And what you're going to hear is that a woman named [A.S.]—you'll meet her tomorrow—she was walking I'm going to call it home late at night. I'm using the word "home" loosely because she's not a person who always has a home. She sleeps where she can. She stays with people when she can. She's not as stable as we all fortunately are lucky enough to be. But she's going to be reliable. She's going to be credible. She's going to be believable.

(Tr. Vol. I at 35.)

{¶ 36} In response, the state argues that the prosecutor was not suggesting the jury should convict appellant because of the prosecutor's belief that A.S. was credible; rather, the state maintains, the prosecutor was simply stating that the evidence would prove A.S. to be a credible witness. Of significance, the state contends, was the fact the prosecutor framed the comments in the future tense, i.e., A.S. "is going to be" reliable, credible, and believable.
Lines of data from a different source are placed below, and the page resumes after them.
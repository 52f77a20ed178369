use anyhow::{Context, Result, bail};
use reqwest::Url;
use serde::Deserialize;
use std::path::Path;

/// One row of the payer endpoint table.
#[derive(Debug, Clone, Deserialize, PartialEq, Eq)]
pub struct PayerEndpoint {
    #[serde(rename = "payer_name")]
    pub name: String,
    #[serde(rename = "payer_stub")]
    pub stub: String,
    #[serde(rename = "payer_provider_directory_fhir_url")]
    pub base_url: String,
}

impl PayerEndpoint {
    /// Base URL with a trailing `/`, so relative joins keep the last path segment.
    pub fn normalized_base_url(&self) -> Result<Url> {
        normalize_base_url(&self.base_url)
            .with_context(|| format!("Invalid FHIR base URL for payer {}", self.stub))
    }
}

pub fn normalize_base_url(raw: &str) -> Result<Url> {
    let trimmed = raw.trim();
    if trimmed.is_empty() {
        bail!("FHIR base URL is empty");
    }
    let with_slash = if trimmed.ends_with('/') {
        trimmed.to_string()
    } else {
        format!("{trimmed}/")
    };
    Url::parse(&with_slash).with_context(|| format!("Failed parsing FHIR base URL {trimmed}"))
}

pub fn load_payer_endpoints(path: &Path) -> Result<Vec<PayerEndpoint>> {
    let mut reader = csv::Reader::from_path(path)
        .with_context(|| format!("Failed opening payer endpoint list {}", path.display()))?;
    let mut payers = Vec::new();
    for (idx, row) in reader.deserialize::<PayerEndpoint>().enumerate() {
        let payer = row.with_context(|| {
            format!(
                "Failed reading payer endpoint row {} of {}",
                idx + 1,
                path.display()
            )
        })?;
        payers.push(payer);
    }
    Ok(payers)
}

#[cfg(test)]
mod tests {
    use super::*;
    use std::fs;

    #[test]
    fn base_url_gains_trailing_slash() {
        let url = normalize_base_url("https://x.org/fhir").unwrap();
        assert_eq!(url.as_str(), "https://x.org/fhir/");
        assert_eq!(
            url.join("PractitionerRole?_count=100").unwrap().as_str(),
            "https://x.org/fhir/PractitionerRole?_count=100"
        );
    }

    #[test]
    fn base_url_with_slash_is_unchanged() {
        let url = normalize_base_url(" https://x.org/fhir/ ").unwrap();
        assert_eq!(url.as_str(), "https://x.org/fhir/");
    }

    #[test]
    fn empty_base_url_is_rejected() {
        assert!(normalize_base_url("   ").is_err());
        assert!(normalize_base_url("not a url").is_err());
    }

    #[test]
    fn loads_payer_rows_with_extra_columns() {
        let dir = tempfile::tempdir().unwrap();
        let path = dir.path().join("good_payer_endpoints.csv");
        fs::write(
            &path,
            "payer_name,payer_stub,payer_provider_directory_fhir_url,notes\n\
             Acme Health,acme,https://fhir.acme.test/r4,ok\n\
             Zenith Care,zenith,https://zenith.test/fhir/,\n",
        )
        .unwrap();

        let payers = load_payer_endpoints(&path).unwrap();
        assert_eq!(payers.len(), 2);
        assert_eq!(payers[0].name, "Acme Health");
        assert_eq!(payers[0].stub, "acme");
        assert_eq!(
            payers[1].normalized_base_url().unwrap().as_str(),
            "https://zenith.test/fhir/"
        );
    }

    #[test]
    fn missing_payer_file_is_an_error() {
        let dir = tempfile::tempdir().unwrap();
        let err = load_payer_endpoints(&dir.path().join("nope.csv")).unwrap_err();
        assert!(format!("{err:#}").contains("Failed opening payer endpoint list"));
    }
}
{¶ 37} Under Ohio law, "[i]t is improper for an attorney to express a personal belief or opinion as to the credibility of a witness." State v. Jackson , 107 Ohio St.3d 53, 2005-Ohio-5981, 836 N.E.2d 1173, ¶ 117. However, "[a] prosecutor's statement on witness credibility is not an improper voucher where it neither implies knowledge of facts outside the record nor places the prosecutor's personal credibility at issue." State v. Miller, 4th Dist. No. 06CA11, 2007-Ohio-427, 2007 WL 293024, ¶ 24, citing State v. Keene , 81 Ohio St.3d 646, 666, 693 N.E.2d 246 (1998).
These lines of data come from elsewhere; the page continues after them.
/// Runs the whole pipeline for one payer and replaces its output tables.
pub async fn crawl_payer(
    fetcher: &Fetcher,
    payer: &PayerEndpoint,
    output_dir: &Path,
    options: &CrawlOptions,
) -> Result<PayerSummary> {
    let base_url = payer.normalized_base_url()?;
    info!(payer = %payer.name, stub = %payer.stub, %base_url, "processing payer");

    let crawl =
        fetch_all_practitioner_roles(fetcher, &base_url, options.page_size, options.limit).await?;
    if crawl.records.is_empty() {
        warn!(payer = %payer.name, "no {PRIMARY_COLLECTION} entries found");
    }

    let mut resolver = Resolver::new(base_url, options.absent_refetch_limit);
    let mut tables = PayerTables::default();

    let progress = new_progress_bar(crawl.records.len(), &payer.stub);
    for role in &crawl.records {
        progress.set_message(role.id().to_string());
        add_role_rows(fetcher, &mut resolver, &mut tables, role).await?;
        progress.inc(1);
    }
    progress.finish_and_clear();

    add_entity_rows(&resolver, &mut tables)?;

    info!(output_dir = %output_dir.display(), "writing CSV tables");
    tables
        .write_all(output_dir)
        .with_context(|| format!("Failed writing tables for payer {}", payer.stub))?;

    Ok(PayerSummary {
        records: crawl.records.len(),
        pages: crawl.pages,
        skipped_records: crawl.skipped,
        limited: crawl.limited,
        organizations: resolver.organizations.len(),
        locations: resolver.locations.len(),
        practitioners: resolver.practitioners.len(),
        absent_entities: resolver.organizations.absent()
            + resolver.locations.absent()
            + resolver.practitioners.absent(),
        entity_fetches: resolver.entity_fetches(),
        org_to_pr: tables.org_to_pr.len(),
        location_to_pr: tables.location_to_pr.len(),
        p_to_pr: tables.p_to_pr.len(),
        spec_to_pr: tables.spec_to_pr.len(),
        tele_to_pr: tables.tele_to_pr.len(),
        fetch: fetcher.counts(),
    })
}

/// Resolves one record's references and appends its relationship rows.
pub async fn add_role_rows(
    fetcher: &Fetcher,
    resolver: &mut Resolver,
    tables: &mut PayerTables,
    role: &PractitionerRole,
) -> Result<()> {
    let role_id = role.id();
    let practitioner_refs = role.practitioner_references();
    if practitioner_refs.len() > 1 {
        bail!(
            "Data integrity violation: {PRIMARY_COLLECTION} {role_id} carries {} practitioner references (at most one allowed)",
            practitioner_refs.len()
        );
    }
    if role_id.is_empty() {
        warn!("{PRIMARY_COLLECTION} entry without an id");
    }

    let role_url = resolve_url(resolver.base_url(), &format!("{PRIMARY_COLLECTION}/{role_id}"))
        .with_context(|| format!("Failed building URL for {PRIMARY_COLLECTION} {role_id}"))?
        .to_string();

    let network_refs = role
        .extension
        .iter()
        .filter(|ext| ext.url.as_deref() == Some(NETWORK_REFERENCE_EXTENSION_URL))
        .filter_map(|ext| ext.value_reference.as_ref());
    let org_refs: Vec<&str> = network_refs
        .chain(role.organization.as_ref())
        .map(|reference| reference.as_str())
        .collect();
    for reference in org_refs {
        if let Some(resolved) = resolver.organization(fetcher, reference).await {
            tables.org_to_pr.push(OrgToPrRow {
                practitioner_role_fhir_url: role_url.clone(),
                organization_fhir_url: resolved.url.to_string(),
                organization_reference: reference.to_string(),
            });
        }
    }

    if let Some(reference) = practitioner_refs.first().map(|r| r.as_str()) {
        if let Some(resolved) = resolver.practitioner(fetcher, reference).await {
            let practitioner = resolver.practitioners.get(&resolved.id);
            let name = practitioner_name(practitioner);
            tables.p_to_pr.push(PToPrRow {
                practitioner_role_fhir_url: role_url.clone(),
                practitioner_fhir_url: resolved.url.to_string(),
                practitioner_reference: reference.to_string(),
                npi: practitioner_npi(practitioner),
                is_npi_invalid: NPI_VALIDITY_UNKNOWN.to_string(),
                family_name: name.family,
                given_name: name.given,
            });
        }
    }

    for reference in role.location.iter().map(|r| r.as_str()) {
        if let Some(resolved) = resolver.location(fetcher, reference).await {
            tables.location_to_pr.push(LocationToPrRow {
                practitioner_role_fhir_url: role_url.clone(),
                location_fhir_url: resolved.url.to_string(),
                location_reference: reference.to_string(),
            });
        }
    }

    for coding in role.specialty.iter().flat_map(|concept| &concept.coding) {
        tables.spec_to_pr.push(SpecToPrRow {
            practitioner_role_fhir_url: role_url.clone(),
            specialty_code: coding.code.clone().unwrap_or_default(),
            specialty_display: coding.display.clone().unwrap_or_default(),
            specialty_system: coding.system.clone().unwrap_or_default(),
        });
    }

    for telecom in &role.telecom {
        tables.tele_to_pr.push(TeleToPrRow {
            practitioner_role_fhir_url: role_url.clone(),
            telecom_system: telecom.system.clone().unwrap_or_default(),
            telecom_value: telecom.value.clone().unwrap_or_default(),
            telecom_use: telecom.contact_use.clone().unwrap_or_default(),
        });
    }

    Ok(())
}

/// One `org`/`location` row per distinct id seen this run; unavailable
/// entities keep their URL with empty fields.
pub fn add_entity_rows(resolver: &Resolver, tables: &mut PayerTables) -> Result<()> {
    for (id, organization) in resolver.organizations.iter() {
        let summary = organization_summary(organization);
        tables.org.push(OrgRow {
            organization_fhir_url: entity_url(resolver, Organization::RESOURCE_TYPE, id)?,
            name: summary.name,
            org_type: summary.org_type,
            address: summary.address,
        });
    }
    for (id, location) in resolver.locations.iter() {
        let summary = location_summary(location);
        tables.location.push(LocationRow {
            location_fhir_url: entity_url(resolver, Location::RESOURCE_TYPE, id)?,
            name: summary.name,
            status: summary.status,
            address: summary.address,
        });
    }
    Ok(())
}

fn entity_url(resolver: &Resolver, resource_type: &str, id: &str) -> Result<String> {
    resolve_url(resolver.base_url(), &format!("{resource_type}/{id}"))
        .map(|url| url.to_string())
        .with_context(|| format!("Failed building URL for {resource_type} {id}"))
}

fn new_progress_bar(total: usize, stub: &str) -> ProgressBar {
    if !std::io::stderr().is_terminal() {
        return ProgressBar::hidden();
    }
    let progress = ProgressBar::new(total as u64);
    if let Ok(style) = ProgressStyle::with_template(
        "{spinner:.green} {prefix:.bold} [{elapsed_precise}] [{bar:32.cyan/blue}] \
{pos}/{len} ({percent}%) {per_sec} eta {eta_precise} {msg}",
    ) {
        progress.set_style(style.progress_chars("=> "));
    }
    progress.set_prefix(stub.to_string());
    progress.enable_steady_tick(Duration::from_millis(250));
    progress
}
{¶ 38} On review, we do not construe the prosecutor's statements during opening as expressing his own opinion as to the credibility of the witness or implying knowledge of facts outside the record. As noted by the state, the phrasing employed, i.e., "going to be" reliable, etc., arguably indicates the prosecutor was anticipating, based on the evidence to be presented, that the witness would prove to be credible.

{¶ 39} Even accepting the comments to be improper, however, we are unable to conclude that the comments at issue affected the outcome of the trial. Here, considering the record as a whole, the comments were isolated, and the trial court instructed the jury that they "must not consider as evidence any statement of any attorney made during the trial." (Tr. Vol. I at 30.) The trial court also informed the jurors: "[Y]ou have the sole and exclusive duty to decide the credibility of witnesses. This means that it is you who must decide whether to believe or disbelieve particular witnesses." (Tr. Vol. I at 31.) Finally, the trial court instructed the jury that "opening statements are not evidence." (Tr. Vol. I at 33.)

{¶ 40} Finding no plain error affecting appellant's substantial rights, the first assignment of error is not well-taken and is overruled.

{¶ 41} Under his second assignment of error, appellant raises a claim of ineffective assistance of counsel. Specifically, appellant contends his trial counsel was ineffective in failing to object to comments by the prosecutor during opening statement vouching for the complaining witness, and in failing to object to the prosecutor's repeated references to that witness as a victim. Appellant also argues deficient performance by trial counsel in failing to object to the introduction of hearsay testimony of the state's complaining witness, and to the prosecutor's introduction of inflammatory testimony as to why A.S. left the courtroom during the middle of her testimony.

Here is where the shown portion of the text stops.